For continuous treatments, weights use the density ratio: $w = \frac{f_A(A)}{f_{A|X}(A|X)}$, where $f_A$ is the marginal density of $A$ and $f_{A|X}$ is the conditional density given $X$.

Categorical Exposures

For categorical treatments with $K$ levels, weights use a tilting function approach: $w_i = \frac{h(e_i)}{e_{i,Z_i}}$, where $e_{i,Z_i}$ is the propensity score for unit $i$'s observed treatment level, and $h(e_i)$ is a tilting function that depends on the estimand:

ATE: $h(e) = 1$
ATT: $h(e) = e_{focal}$ (propensity score for the focal category)
ATU: $h(e) = 1 - e_{focal}$ (complement of focal category propensity)
ATM: $h(e) = \min(e_1, ..., e_K)$
ATO: $h(e) = 1 / \sum_k(1/e_k)$ (reciprocal of harmonic mean denominator)
Entropy: $h(e) = -\sum_k[e_k \cdot \log(e_k)]$ (entropy of propensity scores)

Exposure Types

The functions support different types of exposures:

binary: For dichotomous treatments (e.g. 0/1).
continuous: For numeric exposures. Here, weights are calculated via the normal density using dnorm().
categorical: For exposures with more than 2 categories. Requires .propensity to be a matrix or data frame with columns representing propensity scores for each category.
auto: Automatically detects the exposure type based on .exposure.

Stabilization

For ATE weights, stabilization can improve the performance of the estimator by reducing variance. When stabilize is TRUE and no stabilization_score is provided, the weights are multiplied by the mean of .exposure. Alternatively, if a stabilization_score is provided, it is used as the multiplier. Stabilized weights have the form: $w_s = f_A(A) \times w$, where $f_A(A)$ is the marginal probability or density.

Weight Properties and Diagnostics

Extreme weights can indicate:

Positivity violations (near 0 or 1 propensity scores)
Poor model specification
Lack of overlap between treatment groups

See the halfmoon package for tools to diagnose and visualize weights.

You can address extreme weights in several ways. The first is to modify the target population: use trimming, truncation, or alternative estimands (ATM, ATO, entropy). Another technique that can help is stabilization, which reduces variance of the weights.

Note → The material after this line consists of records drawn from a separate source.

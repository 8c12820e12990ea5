use crate::{
    auth::{AuthenticatedUser, MessageResponse},
    error::{messages, AppError},
    models::TaskInput,
    services::TaskService,
};
use actix_web::{delete, get, post, put, web, HttpResponse, Responder};

/// Retrieves the authenticated user's tasks.
///
/// Tasks are ordered by due date, earliest first; tasks without a due date come last.
///
/// ## Responses:
/// - `200 OK`: JSON array of `Task` objects.
/// - `401` / `403`: missing or invalid bearer token (from `AuthMiddleware`).
/// - `500 Internal Server Error`: database failure.
#[get("")]
pub async fn get_tasks(
    tasks: web::Data<TaskService>,
    user: AuthenticatedUser,
) -> Result<impl Responder, AppError> {
    let list = tasks.list(user.id()).await?;
    Ok(HttpResponse::Ok().json(list))
}

/// Creates a new task owned by the authenticated user.
///
/// ## Request Body:
/// - `title`, `category`: required, non-empty.
/// - `description` (optional).
/// - `dueDate` (optional): `YYYY-MM-DD`, ISO date-time, or `null`.
///
/// ## Responses:
/// - `201 Created`: the persisted `Task`, including its id and `created_at`.
/// - `400 Bad Request`: missing title/category or malformed due date.
#[post("")]
pub async fn create_task(
    tasks: web::Data<TaskService>,
    user: AuthenticatedUser,
    task_data: web::Json<TaskInput>,
) -> Result<impl Responder, AppError> {
    let task = tasks.create(user.id(), task_data.into_inner()).await?;
    Ok(HttpResponse::Created().json(task))
}

/// Retrieves one task.
///
/// ## Responses:
/// - `200 OK`: the `Task`.
/// - `404 Not Found`: absent, or owned by someone else.
#[get("/{id}")]
pub async fn get_task(
    tasks: web::Data<TaskService>,
    user: AuthenticatedUser,
    task_id: web::Path<i64>,
) -> Result<impl Responder, AppError> {
    let task = tasks.get(user.id(), task_id.into_inner()).await?;
    Ok(HttpResponse::Ok().json(task))
}

/// Updates a task.
///
/// Title, description, category and due date are replaced by the body as sent; an
/// omitted `completed` keeps its current value.
///
/// ## Responses:
/// - `200 OK`: the updated `Task`.
/// - `400 Bad Request`: missing title/category or malformed due date.
/// - `404 Not Found`: absent, or owned by someone else.
#[put("/{id}")]
pub async fn update_task(
    tasks: web::Data<TaskService>,
    user: AuthenticatedUser,
    task_id: web::Path<i64>,
    task_data: web::Json<TaskInput>,
) -> Result<impl Responder, AppError> {
    let task = tasks
        .update(user.id(), task_id.into_inner(), task_data.into_inner())
        .await?;
    Ok(HttpResponse::Ok().json(task))
}

/// Deletes a task permanently.
///
/// ## Responses:
/// - `200 OK`: `{"message": ...}`.
/// - `404 Not Found`: absent, or owned by someone else.
#[delete("/{id}")]
pub async fn delete_task(
    tasks: web::Data<TaskService>,
    user: AuthenticatedUser,
    task_id: web::Path<i64>,
) -> Result<impl Responder, AppError> {
    tasks.delete(user.id(), task_id.into_inner()).await?;
    Ok(HttpResponse::Ok().json(MessageResponse {
        message: messages::TASK_DELETED.to_string(),
    }))
}
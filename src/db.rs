//! Database bootstrap: opens the SQLite file and brings its schema up to date.

use sqlx::sqlite::{SqliteConnectOptions, SqlitePool, SqlitePoolOptions};
use std::str::FromStr;

const MAX_CONNECTIONS: u32 = 5;

/// Opens (creating when missing) the database at `database_url` and runs migrations.
pub async fn connect(database_url: &str) -> Result<SqlitePool, sqlx::Error> {
    let options = SqliteConnectOptions::from_str(database_url)?
        .create_if_missing(true)
        .foreign_keys(true);

    let pool = SqlitePoolOptions::new()
        .max_connections(MAX_CONNECTIONS)
        .connect_with(options)
        .await?;

    migrate(&pool).await?;
    log::info!("connected to SQLite database at {}", database_url);
    Ok(pool)
}

/// A private in-memory database, already migrated.
///
/// Every SQLite connection to `:memory:` sees its own database, so the pool is pinned
/// to one connection that is never recycled.
pub async fn connect_in_memory() -> Result<SqlitePool, sqlx::Error> {
    let options = SqliteConnectOptions::from_str("sqlite::memory:")?.foreign_keys(true);

    let pool = SqlitePoolOptions::new()
        .max_connections(1)
        .min_connections(1)
        .idle_timeout(None)
        .max_lifetime(None)
        .connect_with(options)
        .await?;

    migrate(&pool).await?;
    Ok(pool)
}

async fn migrate(pool: &SqlitePool) -> Result<(), sqlx::Error> {
    sqlx::migrate!("./migrations").run(pool).await?;
    Ok(())
}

Trimmed and Truncated Weights

In addition to the standard weight functions, versions exist for trimmed and truncated propensity score weights created by ps_trim(), ps_trunc(), and ps_refit(). These variants calculate the weights using modified propensity scores (trimmed or truncated) and update the estimand attribute accordingly.

References

For detailed guidance on causal inference in R, see Causal Inference in R by Malcolm Barrett, Lucy D'Agostino McGowan, and Travis Gerke.

Foundational Papers

Rosenbaum, P. R., & Rubin, D. B. (1983). The central role of the propensity score in observational studies for causal effects. Biometrika, 70(1), 41-55.

Estimand-Specific Methods

Li, L., & Greene, T. (2013). A weighting analogue to pair matching in propensity score analysis. The International Journal of Biostatistics, 9(2), 215-234. (ATM weights)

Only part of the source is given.